どちらかというと、ポールは悪者だった...
高校受験の一週間前にハンター・デイビスの書いたビートルズの伝記を読み始めて止まらなくなりました。出会うべくして出会った四人の物語を知るにはこの本しかなかった時代の話です。解散劇の話を断片的に聞き知ったりすると、なんとなくポールって悪い奴ではないか、と思い込んでみたり。幼い頃の話なので許してください。解散後は、どちらかというとジョージのファンだった私は「Another Day」は大好きだったけど、それ以降は真剣にポールを聴いてはいませんでした。
後に『ポール・マッカートニーとアヴァンギャルド・ミュージック ビートルズを進化させた実験精神』という本で、メンバーで一番サイケデリックな奴はポールだったかもしれないと思ったり、どんな楽器でも上手く弾けてしまうマルチ・プレイヤーに驚嘆したり、気になる存在でもありました。如何せん、私は1972年以降はベアズヴィル周辺やバーバンク周辺の音楽に傾倒して、1975年以降はニューオリンズを通り越してカリブ海まで南下。N.Y.に一旦戻りサルサを知ってしまうので、1975年以降のポールも空白になってしまいました。
きっかけはひょんなところから
再見したジョージの追悼コンサートで「Something」を歌う姿が心残りだったという下地。ママボリンケンのランニングウェアがステラ・マッカートニーだったりして、なんか最近気になっているところに『Band On The Run』のボックスセットの知らせ。72年リリースといえば、ヒットチャートのメインはグラム・ロックだったのでは。ビートルズのメンバーも力作をリリース。そして、ポールの大傑作。といえども、冒頭の理由で真剣に向き合うことのなかったアルバムのひとつでした。あくまでもバンドにこだわるポールでしたが、ナイジェリアでの録音と聞いてメンバーがしり込みして脱退。リンダとデニー・レインと三人で条件の悪いナイジェリア、ラゴスに行ってしまう。6ヵ月後ロンドンに戻り完成されたアルバムはキラキラしたポップセンス満載の内容になりました。
ああ、こんなにステキだったのね
タイトルの「Band On The Run」は改めて聴くと三部構成、印象的なギターのリフで始まるのが一部。リズムが転調してポールのドラムとギターのリフが冴える二部。大胆なストリングスに導かれる三部、そしてアコースティックギターも(もしかして十二弦)心地よい。ほとんどこれらをポールがほぼ一人で演っていたなんて。トッド・ラングレンの場合は独特の揺れもあったりして微笑ましいですが、ポールの場合は完璧。他にもいい曲がたくさんあって、マニアックで豪華な装丁の本と一緒に楽しんでいると時間が経つのも忘れそうです。 こうして、生きているうちに自分の企画としてアーカイブを整理できるなんて、ポールは幸運な人だと思う。

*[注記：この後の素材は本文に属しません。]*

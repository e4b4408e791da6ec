//! veilsocks server agent
//!
//! Relay server that:
//! - Decrypts relay frames from local agents
//! - Connects to the destination named in each frame
//! - Closes every connection after the configured timeout

use anyhow::{bail, Context, Result};
use clap::Parser;
use std::fs::OpenOptions;
use std::path::Path;
use std::sync::Mutex;
use tracing::info;
use tracing_subscriber::EnvFilter;
use veilsocks::config::{generate_example_config, Config, LoggingConfig};
use veilsocks::ServerAgent;

/// veilsocks server agent - decrypting relay for local agents
#[derive(Parser, Debug)]
#[command(name = "veilsocks-server")]
#[command(about = "Relay server for veilsocks local agents")]
#[command(version)]
struct Args {
    /// Configuration file path
    #[arg(short, long, default_value = "config.toml")]
    config: String,

    /// Write an example configuration to the config path and exit
    #[arg(long)]
    generate_config: bool,

    /// Listen address
    #[arg(short = 's', long)]
    server_addr: Option<String>,

    /// Listen port
    #[arg(short = 'p', long)]
    server_port: Option<u16>,

    /// Shared password
    #[arg(short = 'k', long)]
    password: Option<String>,

    /// Cipher method (e.g. aes-256-cfb)
    #[arg(short = 'm', long)]
    method: Option<String>,

    /// Per-connection timeout in seconds (0 disables)
    #[arg(short = 't', long)]
    timeout: Option<u64>,

    /// Log level (error, warn, verbose, debug)
    #[arg(long)]
    level: Option<String>,

    /// Append logs to this file instead of stderr
    #[arg(long)]
    log_path: Option<String>,
}

#[tokio::main(flavor = "current_thread")]
async fn main() -> Result<()> {
    let args = Args::parse();

    if args.generate_config {
        if Path::new(&args.config).exists() {
            bail!("{} already exists", args.config);
        }
        generate_example_config()
            .save(&args.config)
            .context("Failed to write example configuration")?;
        println!("Wrote example configuration to {}", args.config);
        return Ok(());
    }

    let config = Config::load_or_default(&args.config).context("Failed to load configuration")?;

    let mut logging = config.logging;
    if let Some(level) = args.level {
        logging.level = level;
    }
    if let Some(path) = args.log_path {
        logging.file = Some(path);
    }
    init_logging(&logging)?;

    let mut server = config.server.unwrap_or_default();
    if let Some(addr) = args.server_addr {
        server.server_addr = addr;
    }
    if let Some(port) = args.server_port {
        server.server_port = port;
    }
    if let Some(password) = args.password {
        server.password = password;
    }
    if let Some(method) = args.method {
        server.method = method;
    }
    if let Some(timeout) = args.timeout {
        server.timeout = timeout;
    }

    if server.password.is_empty() {
        bail!("No password configured (set password in [server] or pass -k)");
    }

    info!("veilsocks server agent v{}", veilsocks::VERSION);

    let agent = ServerAgent::bind(&server)
        .await
        .context("Failed to start server agent")?;

    tokio::select! {
        result = agent.run() => result.context("Server agent stopped")?,
        _ = tokio::signal::ctrl_c() => info!("Shutting down"),
    }

    Ok(())
}

fn init_logging(logging: &LoggingConfig) -> Result<()> {
    let filter = EnvFilter::try_new(logging.filter_directive()).context("Invalid log level")?;

    match &logging.file {
        Some(path) => {
            let file = OpenOptions::new()
                .create(true)
                .append(true)
                .open(path)
                .with_context(|| format!("Failed to open log file {}", path))?;
            tracing_subscriber::fmt()
                .with_env_filter(filter)
                .with_ansi(false)
                .with_writer(Mutex::new(file))
                .init();
        }
        None => tracing_subscriber::fmt().with_env_filter(filter).init(),
    }

    Ok(())
}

60年代も、70年代も、80年代も体験していない層の人も、こうして丁寧なアーカイブを体験できるなんて、ホント幸せ。勿論、ロックオヤジも。そうそう、ジャケットにジェームズ・コバーン、クリストファー・リーがいたなんて、初めて知りました。
反面、ZONOさんに教えてもらった「Aweditorium」のことひどく気にしています。音楽が届かないのは流通が悪いからだ、もしくは流通に乗せるために音楽が悪くなる。それらの逆手にとった「」の世界。これにも一本取られてしまいました。iPadをきっかけとして、このように優れたコンテンツによって届く音楽には明日への光すらも感じます。反面、Blu-ray導入後、ニール・ヤングのボックスや近日発売予定のジョージのボックスも気にしている矛盾している私もいるワケですが...
High Resolution 24bit 96kHz limited and unlimited audio versions
ビートルズのリマスター盤作成時に、マスターテープの精密な再現をするためにノイズ除去、ピーク・リミッターの使用を押さえようとしたそうです。その流れで、このボックスもできているらしいですが、なんとハイレゾ24bit/96kHz高画質音源がダウンロードできます。しかも、un-limited版、limited版の二種類。MacBook Pro17のスピーカーでも明らかに違いが分かるほどの音です。このスーパーデラックスエディションにはダウンロードのチケットが付いていますが、これが目当ての人も多いのではないかな。